▶ _EXTRACTED MATERIAL_
▶

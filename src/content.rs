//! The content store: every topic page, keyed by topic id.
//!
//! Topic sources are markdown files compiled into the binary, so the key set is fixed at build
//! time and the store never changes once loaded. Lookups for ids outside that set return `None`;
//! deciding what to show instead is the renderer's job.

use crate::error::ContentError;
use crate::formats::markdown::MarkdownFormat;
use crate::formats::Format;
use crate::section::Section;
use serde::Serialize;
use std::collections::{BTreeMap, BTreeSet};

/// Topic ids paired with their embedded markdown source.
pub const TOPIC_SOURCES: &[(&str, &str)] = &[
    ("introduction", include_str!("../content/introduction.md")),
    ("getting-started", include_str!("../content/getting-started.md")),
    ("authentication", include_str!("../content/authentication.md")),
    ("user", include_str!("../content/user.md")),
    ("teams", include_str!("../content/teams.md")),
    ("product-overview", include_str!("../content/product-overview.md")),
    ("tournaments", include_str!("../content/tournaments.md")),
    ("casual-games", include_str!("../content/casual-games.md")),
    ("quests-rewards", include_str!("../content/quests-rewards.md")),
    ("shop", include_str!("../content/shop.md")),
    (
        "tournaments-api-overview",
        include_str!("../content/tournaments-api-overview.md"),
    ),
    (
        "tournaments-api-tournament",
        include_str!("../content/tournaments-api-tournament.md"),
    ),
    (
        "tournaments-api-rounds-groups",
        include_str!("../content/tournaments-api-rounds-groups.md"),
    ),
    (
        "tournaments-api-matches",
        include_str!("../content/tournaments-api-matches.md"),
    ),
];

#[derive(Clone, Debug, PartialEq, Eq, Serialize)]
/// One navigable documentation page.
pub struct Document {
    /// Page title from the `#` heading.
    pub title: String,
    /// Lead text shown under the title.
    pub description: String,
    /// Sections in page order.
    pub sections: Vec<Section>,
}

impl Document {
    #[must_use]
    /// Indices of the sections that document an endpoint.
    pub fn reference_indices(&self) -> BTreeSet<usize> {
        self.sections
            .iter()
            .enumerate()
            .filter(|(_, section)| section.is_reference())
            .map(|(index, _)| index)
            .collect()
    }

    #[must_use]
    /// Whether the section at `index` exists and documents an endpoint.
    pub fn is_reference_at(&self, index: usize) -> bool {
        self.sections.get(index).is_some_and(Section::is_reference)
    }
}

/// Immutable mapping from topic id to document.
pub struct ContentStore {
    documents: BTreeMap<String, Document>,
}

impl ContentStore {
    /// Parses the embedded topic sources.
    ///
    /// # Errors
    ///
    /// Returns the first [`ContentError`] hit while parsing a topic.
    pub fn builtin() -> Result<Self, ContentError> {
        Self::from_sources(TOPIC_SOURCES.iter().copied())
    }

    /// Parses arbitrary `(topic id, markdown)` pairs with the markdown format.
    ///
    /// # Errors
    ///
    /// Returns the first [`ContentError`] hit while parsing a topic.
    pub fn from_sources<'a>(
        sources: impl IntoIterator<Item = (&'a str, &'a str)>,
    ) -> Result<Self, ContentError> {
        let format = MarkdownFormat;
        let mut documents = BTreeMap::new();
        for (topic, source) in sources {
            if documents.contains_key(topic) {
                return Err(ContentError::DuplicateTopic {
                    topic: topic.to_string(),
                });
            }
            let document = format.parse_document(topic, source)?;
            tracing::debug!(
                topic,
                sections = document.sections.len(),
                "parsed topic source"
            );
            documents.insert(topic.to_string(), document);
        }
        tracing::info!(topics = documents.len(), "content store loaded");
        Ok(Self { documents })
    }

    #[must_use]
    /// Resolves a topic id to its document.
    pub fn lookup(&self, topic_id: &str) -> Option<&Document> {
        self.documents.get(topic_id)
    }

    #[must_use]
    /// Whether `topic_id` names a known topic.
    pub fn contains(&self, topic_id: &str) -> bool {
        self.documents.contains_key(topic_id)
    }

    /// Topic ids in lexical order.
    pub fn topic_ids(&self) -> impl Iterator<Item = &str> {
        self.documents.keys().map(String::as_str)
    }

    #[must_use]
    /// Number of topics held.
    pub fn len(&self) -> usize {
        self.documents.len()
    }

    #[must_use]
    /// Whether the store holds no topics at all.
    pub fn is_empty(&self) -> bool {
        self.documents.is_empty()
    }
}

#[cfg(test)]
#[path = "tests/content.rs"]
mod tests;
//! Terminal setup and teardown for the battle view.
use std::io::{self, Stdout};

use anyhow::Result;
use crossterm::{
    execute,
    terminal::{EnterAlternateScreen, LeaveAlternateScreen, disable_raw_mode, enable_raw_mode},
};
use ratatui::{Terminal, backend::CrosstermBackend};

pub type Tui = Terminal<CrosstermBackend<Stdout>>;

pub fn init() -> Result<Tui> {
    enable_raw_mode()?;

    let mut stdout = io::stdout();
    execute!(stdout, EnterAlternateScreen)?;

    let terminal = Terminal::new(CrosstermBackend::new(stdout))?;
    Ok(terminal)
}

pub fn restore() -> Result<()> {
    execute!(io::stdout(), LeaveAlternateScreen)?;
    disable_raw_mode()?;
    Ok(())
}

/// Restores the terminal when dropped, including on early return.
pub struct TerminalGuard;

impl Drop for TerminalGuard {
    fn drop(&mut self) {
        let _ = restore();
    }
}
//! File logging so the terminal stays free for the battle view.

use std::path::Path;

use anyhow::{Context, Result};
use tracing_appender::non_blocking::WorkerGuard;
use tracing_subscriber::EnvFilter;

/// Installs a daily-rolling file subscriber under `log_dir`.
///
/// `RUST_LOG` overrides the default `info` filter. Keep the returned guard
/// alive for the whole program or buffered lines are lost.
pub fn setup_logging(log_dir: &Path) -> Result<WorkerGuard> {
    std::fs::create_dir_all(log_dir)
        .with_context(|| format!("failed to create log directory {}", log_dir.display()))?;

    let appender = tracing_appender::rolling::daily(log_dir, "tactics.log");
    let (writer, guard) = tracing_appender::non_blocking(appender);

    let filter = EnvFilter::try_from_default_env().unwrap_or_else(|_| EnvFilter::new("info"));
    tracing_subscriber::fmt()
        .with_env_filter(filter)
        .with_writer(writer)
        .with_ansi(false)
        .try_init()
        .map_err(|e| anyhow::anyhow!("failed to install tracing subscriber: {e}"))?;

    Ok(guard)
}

◀
▶

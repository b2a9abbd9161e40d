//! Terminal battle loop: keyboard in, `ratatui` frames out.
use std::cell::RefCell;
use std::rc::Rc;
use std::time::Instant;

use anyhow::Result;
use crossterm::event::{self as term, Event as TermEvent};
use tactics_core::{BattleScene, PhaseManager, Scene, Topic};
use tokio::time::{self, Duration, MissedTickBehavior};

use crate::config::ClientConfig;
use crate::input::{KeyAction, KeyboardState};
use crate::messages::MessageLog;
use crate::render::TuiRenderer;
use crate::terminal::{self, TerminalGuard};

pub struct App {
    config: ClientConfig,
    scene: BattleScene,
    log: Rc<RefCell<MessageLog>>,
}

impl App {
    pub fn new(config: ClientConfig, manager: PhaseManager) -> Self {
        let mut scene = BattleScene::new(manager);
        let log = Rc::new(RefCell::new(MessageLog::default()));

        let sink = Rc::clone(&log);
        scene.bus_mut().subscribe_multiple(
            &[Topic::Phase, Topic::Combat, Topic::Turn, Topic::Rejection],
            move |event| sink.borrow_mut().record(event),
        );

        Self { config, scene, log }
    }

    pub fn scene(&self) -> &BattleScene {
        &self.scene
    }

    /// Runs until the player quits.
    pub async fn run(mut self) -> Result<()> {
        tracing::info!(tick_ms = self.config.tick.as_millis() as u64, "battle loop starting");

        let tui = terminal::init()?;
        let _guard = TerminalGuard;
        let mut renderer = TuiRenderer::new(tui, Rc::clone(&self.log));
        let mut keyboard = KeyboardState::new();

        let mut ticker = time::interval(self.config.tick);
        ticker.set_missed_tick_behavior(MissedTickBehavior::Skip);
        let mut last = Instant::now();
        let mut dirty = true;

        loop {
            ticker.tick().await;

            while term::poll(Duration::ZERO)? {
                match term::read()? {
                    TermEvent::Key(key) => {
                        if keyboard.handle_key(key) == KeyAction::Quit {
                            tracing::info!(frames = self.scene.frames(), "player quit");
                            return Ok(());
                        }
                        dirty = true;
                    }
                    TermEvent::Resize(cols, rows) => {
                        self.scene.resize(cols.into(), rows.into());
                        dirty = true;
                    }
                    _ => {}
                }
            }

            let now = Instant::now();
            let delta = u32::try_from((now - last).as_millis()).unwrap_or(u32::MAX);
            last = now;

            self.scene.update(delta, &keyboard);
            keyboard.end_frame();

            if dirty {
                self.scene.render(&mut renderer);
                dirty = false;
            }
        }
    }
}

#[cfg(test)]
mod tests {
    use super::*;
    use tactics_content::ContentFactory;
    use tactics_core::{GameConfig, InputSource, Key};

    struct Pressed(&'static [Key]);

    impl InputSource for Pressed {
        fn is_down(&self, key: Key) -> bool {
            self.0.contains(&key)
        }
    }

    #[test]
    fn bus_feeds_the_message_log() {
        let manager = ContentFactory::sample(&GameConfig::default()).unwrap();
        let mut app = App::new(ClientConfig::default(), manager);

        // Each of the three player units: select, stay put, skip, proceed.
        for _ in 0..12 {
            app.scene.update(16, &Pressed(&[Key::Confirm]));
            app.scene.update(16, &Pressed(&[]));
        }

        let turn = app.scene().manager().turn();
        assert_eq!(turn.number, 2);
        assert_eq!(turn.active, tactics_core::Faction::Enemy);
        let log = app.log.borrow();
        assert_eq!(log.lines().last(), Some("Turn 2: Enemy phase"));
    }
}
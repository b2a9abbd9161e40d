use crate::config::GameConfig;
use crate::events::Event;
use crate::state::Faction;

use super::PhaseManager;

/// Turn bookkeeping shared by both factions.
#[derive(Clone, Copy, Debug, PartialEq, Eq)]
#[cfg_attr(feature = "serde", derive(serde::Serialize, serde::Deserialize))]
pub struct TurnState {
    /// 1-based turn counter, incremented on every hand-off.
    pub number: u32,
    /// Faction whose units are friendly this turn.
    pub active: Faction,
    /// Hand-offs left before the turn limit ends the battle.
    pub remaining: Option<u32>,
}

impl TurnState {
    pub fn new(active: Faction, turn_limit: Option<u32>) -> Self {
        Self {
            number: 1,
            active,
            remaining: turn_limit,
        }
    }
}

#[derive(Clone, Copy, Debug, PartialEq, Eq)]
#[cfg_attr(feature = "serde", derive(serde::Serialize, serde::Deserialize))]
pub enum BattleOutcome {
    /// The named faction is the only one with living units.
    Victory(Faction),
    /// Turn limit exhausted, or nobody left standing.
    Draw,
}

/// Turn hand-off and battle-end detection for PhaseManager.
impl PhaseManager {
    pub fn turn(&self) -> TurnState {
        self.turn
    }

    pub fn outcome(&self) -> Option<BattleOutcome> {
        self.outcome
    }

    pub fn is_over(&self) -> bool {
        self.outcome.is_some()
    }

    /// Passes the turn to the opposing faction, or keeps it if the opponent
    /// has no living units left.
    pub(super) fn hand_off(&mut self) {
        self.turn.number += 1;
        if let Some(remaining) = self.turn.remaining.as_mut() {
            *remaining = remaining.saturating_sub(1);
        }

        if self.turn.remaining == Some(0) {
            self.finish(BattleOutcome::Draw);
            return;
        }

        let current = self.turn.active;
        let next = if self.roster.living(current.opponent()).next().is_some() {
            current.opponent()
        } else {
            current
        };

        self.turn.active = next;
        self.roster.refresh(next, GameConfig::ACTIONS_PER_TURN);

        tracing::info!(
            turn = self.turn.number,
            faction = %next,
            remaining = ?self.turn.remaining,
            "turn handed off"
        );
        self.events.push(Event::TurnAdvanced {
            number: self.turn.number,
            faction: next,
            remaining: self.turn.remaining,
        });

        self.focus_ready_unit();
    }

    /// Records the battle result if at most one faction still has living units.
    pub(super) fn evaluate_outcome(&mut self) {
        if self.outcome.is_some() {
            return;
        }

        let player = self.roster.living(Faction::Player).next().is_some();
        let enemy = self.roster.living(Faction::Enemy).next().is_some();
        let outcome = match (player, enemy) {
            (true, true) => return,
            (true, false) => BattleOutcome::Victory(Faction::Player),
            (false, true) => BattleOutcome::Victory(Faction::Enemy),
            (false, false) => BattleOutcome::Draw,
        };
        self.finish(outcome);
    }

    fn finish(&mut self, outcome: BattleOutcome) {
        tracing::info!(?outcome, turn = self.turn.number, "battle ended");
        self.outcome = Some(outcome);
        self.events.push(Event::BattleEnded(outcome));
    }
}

◀

▶ _PROBLEM TO WORK ON_
Every line in the listing above that mentions "RefCell" should be returned.

▶ _FINISHED EXERCISE_
use std::cell::RefCell;
    log: Rc<RefCell<MessageLog>>,
        let log = Rc::new(RefCell::new(MessageLog::default()));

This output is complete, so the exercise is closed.